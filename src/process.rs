//! OS process references: spawning, probing, signalling and waiting.
use std::{
    fs,
    io::{self, Read, Write},
    os::unix::process::{CommandExt, ExitStatusExt},
    process::{Command, ExitStatus, Stdio},
    sync::{
        Arc,
        atomic::{AtomicBool, Ordering},
        mpsc,
    },
    thread,
    time::Duration,
};

use nix::{
    errno::Errno,
    sys::{
        signal::{self, Signal},
        wait::{WaitStatus, waitpid},
    },
    unistd::Pid,
};
use tracing::{debug, warn};

use crate::reaper;

/// How long to keep collecting output after a command exited while a background
/// process it left behind still holds the pipe open.
const OUTPUT_DRAIN_GRACE: Duration = Duration::from_millis(100);

/// Whether the supervisor spawned the process or only knows its PID.
#[derive(Debug, Clone, Copy, PartialEq, Eq)]
pub enum Ownership {
    /// Spawned by us, waitable, leader of its own process group.
    Child,
    /// Discovered through a pid-file; may belong to any parent.
    Adopted,
}

/// Reference to a supervised OS process.
///
/// Clones share the "exit observed" flag, so once any clone has seen the process go
/// away every clone stops delivering signals to a PID the kernel may have recycled.
#[derive(Debug, Clone)]
pub struct ProcessHandle {
    pid: Pid,
    ownership: Ownership,
    exited: Arc<AtomicBool>,
}

impl ProcessHandle {
    /// Spawns `argv` as a direct child in its own process group.
    ///
    /// Standard output and error are inherited so daemon output lands on the
    /// supervisor's streams; standard input is `/dev/null`.
    pub fn spawn(argv: &[String]) -> io::Result<Self> {
        let (program, args) = split_argv(argv)?;
        let child = Command::new(program)
            .args(args)
            .stdin(Stdio::null())
            .process_group(0)
            .spawn()?;

        let pid = Pid::from_raw(child.id() as i32);
        debug!("Spawned `{}` with PID {pid}", argv.join(" "));

        // Waiting happens through the pid; dropping `Child` neither waits nor kills.
        drop(child);

        Ok(Self {
            pid,
            ownership: Ownership::Child,
            exited: Arc::new(AtomicBool::new(false)),
        })
    }

    /// Wraps a PID that need not be our child.
    pub fn adopt(pid: Pid) -> Self {
        Self {
            pid,
            ownership: Ownership::Adopted,
            exited: Arc::new(AtomicBool::new(false)),
        }
    }

    pub fn pid(&self) -> Pid {
        self.pid
    }

    pub fn ownership(&self) -> Ownership {
        self.ownership
    }

    /// True once a watcher has observed the process go away.
    pub fn has_exited(&self) -> bool {
        self.exited.load(Ordering::SeqCst)
    }

    fn mark_exited(&self) {
        self.exited.store(true, Ordering::SeqCst);
    }

    /// Recomputes liveness from the OS.
    pub fn is_alive(&self) -> bool {
        !self.has_exited() && probe(self.pid)
    }

    /// Delivers `sig`, returning whether the process received it.
    ///
    /// Signalling a process that already exited is a silent no-op. Children are also
    /// signalled through their process group so helpers they forked go down with them.
    pub fn signal(&self, sig: Signal) -> bool {
        if self.has_exited() {
            debug!("PID {} already exited; not sending {sig}", self.pid);
            return false;
        }

        if self.ownership == Ownership::Child {
            match signal::killpg(self.pid, sig) {
                Ok(()) => debug!("Sent {sig} to process group {}", self.pid),
                Err(Errno::ESRCH) => {}
                Err(err) => warn!("Failed to signal process group {}: {err}", self.pid),
            }
        }

        match signal::kill(self.pid, sig) {
            Ok(()) => true,
            Err(Errno::ESRCH) => false,
            Err(err) => {
                warn!("Failed to send {sig} to PID {}: {err}", self.pid);
                false
            }
        }
    }

    /// Requests a graceful exit with `SIGTERM`.
    pub fn terminate(&self) -> bool {
        self.signal(Signal::SIGTERM)
    }

    /// Forces an exit with `SIGKILL`.
    pub fn kill(&self) -> bool {
        self.signal(Signal::SIGKILL)
    }

    /// Blocks until the process is gone.
    ///
    /// Children are waited on and their exit status returned. `None` means the status
    /// was collected elsewhere (the reaper) or the process is adopted, in which case
    /// liveness is polled every `poll` instead.
    pub fn wait_for_exit(&self, poll: Duration) -> Option<WaitStatus> {
        let status = match self.ownership {
            Ownership::Child => self.wait_child(),
            Ownership::Adopted => {
                while self.is_alive() {
                    thread::sleep(poll);
                }
                None
            }
        };
        self.mark_exited();
        status
    }

    fn wait_child(&self) -> Option<WaitStatus> {
        loop {
            match waitpid(self.pid, None) {
                Ok(status @ (WaitStatus::Exited(..) | WaitStatus::Signaled(..))) => {
                    return Some(status);
                }
                Ok(_) | Err(Errno::EINTR) => continue,
                Err(Errno::ECHILD) => return None,
                Err(err) => {
                    warn!("waitpid({}) failed: {err}", self.pid);
                    return None;
                }
            }
        }
    }
}

/// Checks whether `pid` names a live process.
///
/// `kill(pid, 0)` alone reports zombies as alive, so on Linux the process state in
/// `/proc` is consulted as well.
pub fn probe(pid: Pid) -> bool {
    if pid.as_raw() <= 0 {
        return false;
    }

    match signal::kill(pid, None) {
        Ok(()) => !is_zombie(pid),
        // The process exists but belongs to someone we may not signal.
        Err(Errno::EPERM) => true,
        Err(_) => false,
    }
}

#[cfg(target_os = "linux")]
fn is_zombie(pid: Pid) -> bool {
    let Ok(stat) = fs::read_to_string(format!("/proc/{pid}/stat")) else {
        return false;
    };

    // The state character follows the parenthesised command name, which may itself
    // contain spaces or parentheses.
    stat.rfind(')')
        .and_then(|end| stat[end + 1..].trim_start().chars().next())
        .is_some_and(|state| state == 'Z' || state == 'X')
}

#[cfg(not(target_os = "linux"))]
fn is_zombie(_pid: Pid) -> bool {
    false
}

/// Result of a command run to completion.
#[derive(Debug)]
pub struct CommandOutput {
    pub status: ExitStatus,
    /// Standard output and error, interleaved in arrival order.
    pub output: Vec<u8>,
}

/// Runs `argv` to completion, echoing and capturing its output.
///
/// Output is forwarded to the supervisor's own stdout/stderr as it arrives. A command
/// that backgrounds a process may leave that process holding the pipes; the capture
/// then stops shortly after the command itself exits and the forwarding threads keep
/// relaying whatever the background process writes later.
pub fn run_command(argv: &[String]) -> io::Result<CommandOutput> {
    let (program, args) = split_argv(argv)?;
    let (copies_tx, copies_rx) = mpsc::channel::<Vec<u8>>();

    let mut child = reaper::spawn_tracked(
        Command::new(program)
            .args(args)
            .stdin(Stdio::null())
            .stdout(Stdio::piped())
            .stderr(Stdio::piped()),
    )?;

    if let Some(stdout) = child.stdout.take() {
        forward(stdout, io::stdout(), copies_tx.clone());
    }
    if let Some(stderr) = child.stderr.take() {
        forward(stderr, io::stderr(), copies_tx.clone());
    }
    drop(copies_tx);

    let pid = Pid::from_raw(child.id() as i32);
    drop(child);
    let status = exit_status(reaper::wait_tracked(pid)?);

    let mut output = Vec::new();
    while let Ok(chunk) = copies_rx.recv_timeout(OUTPUT_DRAIN_GRACE) {
        output.extend_from_slice(&chunk);
    }

    Ok(CommandOutput { status, output })
}

/// Encodes a terminal wait status the way `waitpid` reports it.
fn exit_status(status: WaitStatus) -> ExitStatus {
    let raw = match status {
        WaitStatus::Exited(_, code) => (code & 0xff) << 8,
        WaitStatus::Signaled(_, sig, core) => sig as i32 | if core { 0x80 } else { 0 },
        _ => 0,
    };
    ExitStatus::from_raw(raw)
}

/// Relays `source` into `sink` on a background thread, sending a copy of every chunk.
fn forward<R, W>(mut source: R, mut sink: W, copies: mpsc::Sender<Vec<u8>>)
where
    R: Read + Send + 'static,
    W: Write + Send + 'static,
{
    thread::spawn(move || {
        let mut buf = [0u8; 8192];
        loop {
            match source.read(&mut buf) {
                Ok(0) => break,
                Ok(n) => {
                    let _ = sink.write_all(&buf[..n]);
                    let _ = sink.flush();
                    // The receiver is gone once the command result was returned.
                    let _ = copies.send(buf[..n].to_vec());
                }
                Err(err) if err.kind() == io::ErrorKind::Interrupted => continue,
                Err(_) => break,
            }
        }
    });
}

fn split_argv(argv: &[String]) -> io::Result<(&String, &[String])> {
    argv.split_first()
        .ok_or_else(|| io::Error::new(io::ErrorKind::InvalidInput, "empty command"))
}
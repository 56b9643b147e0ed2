//! Fault events posted when a supervised resource stops working.
//!
//! Every watcher owns a [`FaultSender`] clone and posts exactly one event before it
//! terminates. The channel is unbounded so a watcher never blocks on a consumer that
//! is busy shutting the group down.
use std::{path::PathBuf, sync::mpsc};

use thiserror::Error;
use tracing::debug;

/// A supervised resource stopped functioning.
#[derive(Debug, Clone, PartialEq, Eq, Error)]
pub enum Fault {
    /// The start command could not be spawned or the pid-file never filled up.
    #[error("could not start daemon `{daemon}` : {reason}")]
    StartFailed { daemon: String, reason: String },

    /// The daemon process exited after a successful start.
    #[error("daemon `{daemon}` has stopped")]
    Died { daemon: String },

    /// A followed log file ended or became unreadable.
    #[error("could not stream logs from `{}`", path.display())]
    LogStreamEnded { daemon: String, path: PathBuf },

    /// The supervisor itself was asked to terminate.
    #[error("received termination signal")]
    Terminated,
}

impl Fault {
    /// Name of the daemon the fault belongs to, if any.
    pub fn daemon(&self) -> Option<&str> {
        match self {
            Fault::StartFailed { daemon, .. }
            | Fault::Died { daemon }
            | Fault::LogStreamEnded { daemon, .. } => Some(daemon),
            Fault::Terminated => None,
        }
    }
}

pub type FaultSender = mpsc::Sender<Fault>;
pub type FaultReceiver = mpsc::Receiver<Fault>;

/// Creates the shared fault channel.
pub fn channel() -> (FaultSender, FaultReceiver) {
    mpsc::channel()
}

/// Posts `fault`, ignoring a consumer that already went away.
pub fn post(faults: &FaultSender, fault: Fault) {
    if let Err(mpsc::SendError(fault)) = faults.send(fault) {
        debug!("Fault channel closed; dropping `{fault}`");
    }
}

____

◆ PROBLEM DETAILS
Only the lines with the string "stdout" are wanted; pick them out of the records above and copy them.

◆ YOUR SOLUTION
/// Output is forwarded to the supervisor's own stdout/stderr as it arrives. A command
            .stdout(Stdio::piped())
    if let Some(stdout) = child.stdout.take() {
        forward(stdout, io::stdout(), copies_tx.clone());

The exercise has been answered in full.